The answer should contain every entry below, copied exactly.

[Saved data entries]
____

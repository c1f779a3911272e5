//! Payment method entity model and DTOs.

use serde::{Deserialize, Serialize};
use sqlx::FromRow;
use webtoapp_core::types::{DbId, Timestamp};

/// A row from the `payment_methods` table (e.g. a crypto wallet address).
#[derive(Debug, Clone, FromRow, Serialize)]
pub struct PaymentMethod {
    pub id: DbId,
    pub name: String,
    pub method_type: String,
    pub network: String,
    pub address: String,
    pub is_active: bool,
    pub created_at: Timestamp,
    pub updated_at: Timestamp,
}

/// DTO for creating a payment method.
#[derive(Debug, Deserialize)]
pub struct CreatePaymentMethod {
    pub name: String,
    pub method_type: String,
    pub network: String,
    pub address: String,
    pub is_active: Option<bool>,
}

/// DTO for updating a payment method. All fields are optional.
#[derive(Debug, Default, Deserialize)]
pub struct UpdatePaymentMethod {
    pub name: Option<String>,
    pub method_type: Option<String>,
    pub network: Option<String>,
    pub address: Option<String>,
    pub is_active: Option<bool>,
}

____

PROBLEM SOLUTION:
repository c1f779a3911272e5
//! Payment method entity model and DTOs.

use serde::{Deserialize, Serialize};
use sqlx::FromRow;
use webtoapp_core::types::{DbId, Timestamp};

/// A row from the `payment_methods` table (e.g. a crypto wallet address).
#[derive(Debug, Clone, FromRow, Serialize)]
pub struct PaymentMethod {
    pub id: DbId,
    pub name: String,
    pub method_type: String,
    pub network: String,
    pub address: String,
    pub is_active: bool,
    pub created_at: Timestamp,
    pub updated_at: Timestamp,
}

/// DTO for creating a payment method.
#[derive(Debug, Deserialize)]
pub struct CreatePaymentMethod {
    pub name: String,
    pub method_type: String,
    pub network: String,
    pub address: String,
    pub is_active: Option<bool>,
}

/// DTO for updating a payment method. All fields are optional.
#[derive(Debug, Default, Deserialize)]
pub struct UpdatePaymentMethod {
    pub name: Option<String>,
    pub method_type: Option<String>,
    pub network: Option<String>,
    pub address: Option<String>,
    pub is_active: Option<bool>,
}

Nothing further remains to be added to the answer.